You don't say how old he is, could that be a factor for him?

It sounds like he's always had a lower libido than you and that it's getting worse.

I have two kids too, 7 and 4. There was a downturn in sex when they were babies, but it picked back up once we dealt with some other issues (non-sexual). 

How much has your body changed? To give my experience, after my kids were born and I lost the initial fluid and actual baby weight I was back to within about 10 pounds of my pre pregnancy weight. Over the past few years, my weight has gone up to about 142 pounds and down to about 128. I'm nearly 5'8", so even at my heaviest I was never fat.

But there was a distinct upswing in my husband's desire for me when I got to that lower weight. He never said anything until I dragged it out of him, but yes, it made a difference. The difference between twice a week and five times a week. 

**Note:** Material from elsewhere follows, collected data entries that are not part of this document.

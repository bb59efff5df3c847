//! # Refund Reconciliation
//!
//! Pure math behind partial refunds: how much of a sold line may still be
//! refunded, and how much money a refund is worth.
//!
//! ## Replay-Based Derivation
//! ```text
//! ┌─────────────────────────────────────────────────────────────────────────┐
//! │  The refund log is append-only. "How much of line X was refunded?"     │
//! │  is ALWAYS answered by replaying every refund against the sale:        │
//! │                                                                         │
//! │    Sale S ──► Refund #1 (qty 2) ──► Refund #2 (qty 1) ──► ...          │
//! │                                                                         │
//! │    refunded_quantity(S, X) = 2 + 1 = 3   (recomputed, never cached)    │
//! │                                                                         │
//! │  No running counter means no counter to invalidate: the derived value  │
//! │  is consistent with history by construction.                           │
//! └─────────────────────────────────────────────────────────────────────────┘
//! ```
//!
//! ## Gating
//! `check_refundable` enforces the conservation invariant: across all
//! refunds of a sale, the refunded quantity of a line never exceeds the
//! quantity originally sold. Callers must check it immediately before
//! constructing a refund.

use crate::error::{CoreError, CoreResult};
use crate::money::Money;
use crate::types::{Refund, RefundLine, Sale};

// =============================================================================
// Replay
// =============================================================================

/// Sums the quantity of `medicine_id` refunded against `sale_id` across
/// the given refund records.
///
/// Pure and idempotent: same records in, same count out. Returns 0 when no
/// refund touches the line. Records for other sales are ignored, so the
/// whole refund collection can be passed as-is.
pub fn refunded_quantity(refunds: &[Refund], sale_id: &str, medicine_id: &str) -> i64 {
    refunds
        .iter()
        .filter(|r| r.sale_id == sale_id)
        .flat_map(|r| r.lines.iter())
        .filter(|l| l.medicine_id == medicine_id)
        .map(|l| l.quantity)
        .sum()
}

// =============================================================================
// Gating
// =============================================================================

/// Checks whether `requested` more units of `medicine_id` may be refunded
/// against `sale`.
///
/// ## Algorithm
/// 1. Find the sale line for the medicine (`SaleLineMissing` if absent).
/// 2. Replay the refund log to get the already-refunded quantity.
/// 3. available = sold − already refunded.
/// 4. available == 0  → `FullyRefunded`.
/// 5. requested > available → `ExceedsAvailable { requested, available }`.
///
/// Returns the available quantity on success so the caller can clamp its
/// input bounds.
///
/// The sale lookup itself lives in the store layer (which owns the sales
/// collection and reports `SaleNotFound`); this function gates a sale the
/// caller already holds.
pub fn check_refundable(
    sale: &Sale,
    refunds: &[Refund],
    medicine_id: &str,
    requested: i64,
) -> CoreResult<i64> {
    let line = sale
        .line_for(medicine_id)
        .ok_or_else(|| CoreError::SaleLineMissing {
            sale_id: sale.id.clone(),
            medicine_id: medicine_id.to_string(),
        })?;

    let already = refunded_quantity(refunds, &sale.id, medicine_id);
    let available = line.quantity - already;

    if available <= 0 {
        return Err(CoreError::FullyRefunded {
            sale_id: sale.id.clone(),
            medicine_id: medicine_id.to_string(),
        });
    }

    if requested > available {
        return Err(CoreError::ExceedsAvailable {
            requested,
            available,
        });
    }

    Ok(available)
}

// =============================================================================
// Amount Computation
// =============================================================================

/// Computes the monetary amount for a set of refund lines against a sale.
///
/// ## Algorithm
/// 1. raw = Σ (unit price × qty − per-unit discount × qty)
/// 2. If the sale carried tax, add the blended tax share:
///    raw × sale.tax / sale.subtotal.
///
/// The blended rate assumes tax was applied uniformly across the sale; this
/// is the historical behavior and is preserved as-is rather than replaced
/// with per-line tax allocation. Prices come from the refund lines (sale
/// snapshots), never from the live medicine record.
///
/// Pure function - safe to call repeatedly for preview before commit.
pub fn refund_amount(sale: &Sale, lines: &[RefundLine]) -> Money {
    let raw: Money = lines
        .iter()
        .map(|l| {
            l.unit_price().multiply_quantity(l.quantity)
                - l.discount().multiply_quantity(l.quantity)
        })
        .sum();

    if sale.tax().is_positive() {
        raw + raw.proportional(sale.tax(), sale.subtotal())
    } else {
        raw
    }
}

// =============================================================================
// Status Derivation
// =============================================================================

/// Refund state of one sale line, derived from the replayed quantity.
#[derive(Debug, Clone, Copy, PartialEq, Eq)]
pub enum LineRefundStatus {
    /// Nothing refunded yet.
    Available,
    /// Some but not all units refunded.
    PartiallyRefunded,
    /// Every unit refunded.
    FullyRefunded,
}

/// Classifies a sale line from its original and refunded quantities.
pub fn line_refund_status(original: i64, refunded: i64) -> LineRefundStatus {
    if refunded <= 0 {
        LineRefundStatus::Available
    } else if refunded < original {
        LineRefundStatus::PartiallyRefunded
    } else {
        LineRefundStatus::FullyRefunded
    }
}

// =============================================================================
// Unit Tests
// =============================================================================
// src/core/cluster/client.rs

//! Reads the Stolon clusterdata snapshot from etcd.

use super::state::ClusterState;
use crate::core::errors::Result;
use async_trait::async_trait;
use etcd_client::Client;

/// The seam `steps::run_failkeeper_step` reads the pre-failover snapshot
/// through. Production wires [`ClusterStateClient`]; tests inject a fake
/// (see `cluster::fake`) to drive the recovery predicate against a scripted
/// sequence without a live etcd.
#[async_trait]
pub trait ClusterStateSource: Send {
    async fn get_snapshot(&mut self) -> Result<ClusterState>;
}

/// A thin, read-only client over one etcd key holding the cluster manager's
/// JSON snapshot.
#[derive(Clone)]
pub struct ClusterStateClient {
    etcd: Client,
    clusterdata_key: String,
}

impl ClusterStateClient {
    pub fn new(etcd: Client, clusterdata_key: String) -> Self {
        Self {
            etcd,
            clusterdata_key,
        }
    }

    pub fn clusterdata_key(&self) -> &str {
        &self.clusterdata_key
    }

    /// Fetches and parses the current clusterdata snapshot.
    pub async fn get(&mut self) -> Result<ClusterState> {
        let resp = self.etcd.get(self.clusterdata_key.as_str(), None).await?;
        let kv = resp.kvs().first().ok_or_else(|| {
            crate::core::errors::FailoverError::InvalidClusterState(format!(
                "no value at clusterdata key '{}'",
                self.clusterdata_key
            ))
        })?;
        ClusterState::parse(kv.value(), kv.mod_revision())
    }
}

#[async_trait]
impl ClusterStateSource for ClusterStateClient {
    async fn get_snapshot(&mut self) -> Result<ClusterState> {
        self.get().await
    }
}

#[cfg(test)]
pub mod fake {
    //! A scripted [`ClusterStateSource`] for pipeline-level recovery tests.

    use super::*;

    pub struct FakeClusterStateSource {
        pub snapshots: Vec<Result<ClusterState>>,
        next: usize,
    }

    impl FakeClusterStateSource {
        pub fn new(snapshots: Vec<ClusterState>) -> Self {
            Self {
                snapshots: snapshots.into_iter().map(Ok).collect(),
                next: 0,
            }
        }
    }

    #[async_trait]
    impl ClusterStateSource for FakeClusterStateSource {
        async fn get_snapshot(&mut self) -> Result<ClusterState> {
            let idx = self.next.min(self.snapshots.len() - 1);
            self.next += 1;
            match &self.snapshots[idx] {
                Ok(state) => Ok(state.clone()),
                Err(_) => Err(crate::core::errors::FailoverError::Internal(
                    "fake cluster state source error".to_string(),
                )),
            }
        }
    }

    #[tokio::test]
    async fn yields_the_first_snapshot_then_sticks_on_the_last() {
        let a = ClusterState::parse(
            br#"{"cluster":{"master":{"keeper_uid":"a","status":{"healthy":true}},"synchronous_standbys":[]}}"#,
            1,
        )
        .unwrap();
        let b = ClusterState::parse(
            br#"{"cluster":{"master":{"keeper_uid":"b","status":{"healthy":true}},"synchronous_standbys":[]}}"#,
            2,
        )
        .unwrap();
        let mut source = FakeClusterStateSource::new(vec![a, b]);
        assert_eq!(source.get_snapshot().await.unwrap().master.keeper_uid, "a");
        assert_eq!(source.get_snapshot().await.unwrap().master.keeper_uid, "b");
        assert_eq!(source.get_snapshot().await.unwrap().master.keeper_uid, "b");
    }
}
// src/main.rs

//! The failover orchestrator's entrypoint: load configuration, connect to
//! etcd, run one failover pass, report the result. This binary does not own
//! `stolonctl`, PgBouncer, or agent packaging, and is not a long-running
//! service supervisor — each invocation drives exactly one failover.

use anyhow::{Context, Result};
use etcd_client::Client;
use std::env;
use std::sync::Arc;
use stolon_pgbouncer_failover::FailoverPipeline;
use stolon_pgbouncer_failover::config::FailoverConfig;
use stolon_pgbouncer_failover::core::lock::EtcdLockProvider;
use tokio_util::sync::CancellationToken;
use tracing::{error, info};
use tracing_subscriber::{EnvFilter, fmt};

#[tokio::main]
async fn main() -> Result<()> {
    let log_level = env::var("RUST_LOG").unwrap_or_else(|_| "info".to_string());
    fmt()
        .with_env_filter(EnvFilter::new(log_level))
        .compact()
        .init();

    let args: Vec<String> = env::args().collect();
    let config_path = args
        .iter()
        .position(|arg| arg == "--config")
        .and_then(|i| args.get(i + 1))
        .map(|s| s.as_str())
        .unwrap_or("config.toml");

    let config = FailoverConfig::from_file(config_path)
        .with_context(|| format!("failed to load configuration from '{config_path}'"))?;

    info!(
        event = "failover_starting",
        version = env!("CARGO_PKG_VERSION"),
        clusterdata_key = %config.clusterdata_key,
    );

    let etcd_client = Client::connect(config.etcd_endpoints.clone(), None)
        .await
        .context("failed to connect to etcd")?;

    let lock_provider = Arc::new(EtcdLockProvider::new(
        etcd_client.clone(),
        config.lock_lease_ttl_secs,
    ));

    let pipeline = FailoverPipeline::new(config, etcd_client, lock_provider)
        .context("failed to construct failover pipeline")?;

    // `exec_ctx` is cancelled by the operator (Ctrl-C / SIGINT); `defer_ctx`
    // is a distinct scope that outlives it so `resume` and lock release
    // still run after an aborted run.
    let exec_ctx = CancellationToken::new();
    let defer_ctx = CancellationToken::new();

    let exec_ctx_signal = exec_ctx.clone();
    tokio::spawn(async move {
        if tokio::signal::ctrl_c().await.is_ok() {
            info!(event = "failover_abort_requested");
            exec_ctx_signal.cancel();
        }
    });

    match pipeline.run(exec_ctx, defer_ctx).await {
        Ok(state) => {
            info!(
                event = "failover_succeeded",
                new_master = %state.master.keeper_uid,
                revision = state.revision,
            );
            Ok(())
        }
        Err(error) => {
            error!(event = "failover_failed", %error);
            Err(error.into())
        }
    }
}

Your husband is unlikely to tell you if it is your body that's turning him off sex. And it's not a nice thing to contemplate. But I'd always rather know what I'm really dealing with.


----------



## PBear (Nov 16, 2010)

I would also question how old he is, in particular? How about being fit? The first thing I'd want to rule out is something physical, especially low testosterone. 

C


----------



## PBear (Nov 16, 2010)

Oh, and I doubt it will get better on its own. In fact, I suspect it will continue to decline, until you look back on today as "the good old days". Sorry. :-(

C


----------



## MissScarlett (May 22, 2013)

Does he acknowledge his drive is much lower - does he give you any real explanation for this?

My experience was that it did get better one the kids were older - potty trained and sleeping through the night.

My H has a lower drive than me, that has never changed even when things were better. I'd stay sex has always been on his terms. That is the plight of a sexual mismatch. The lower drive spouse has all the control.

So yeah, it will probably get better but won't be what you long for entirely.


----------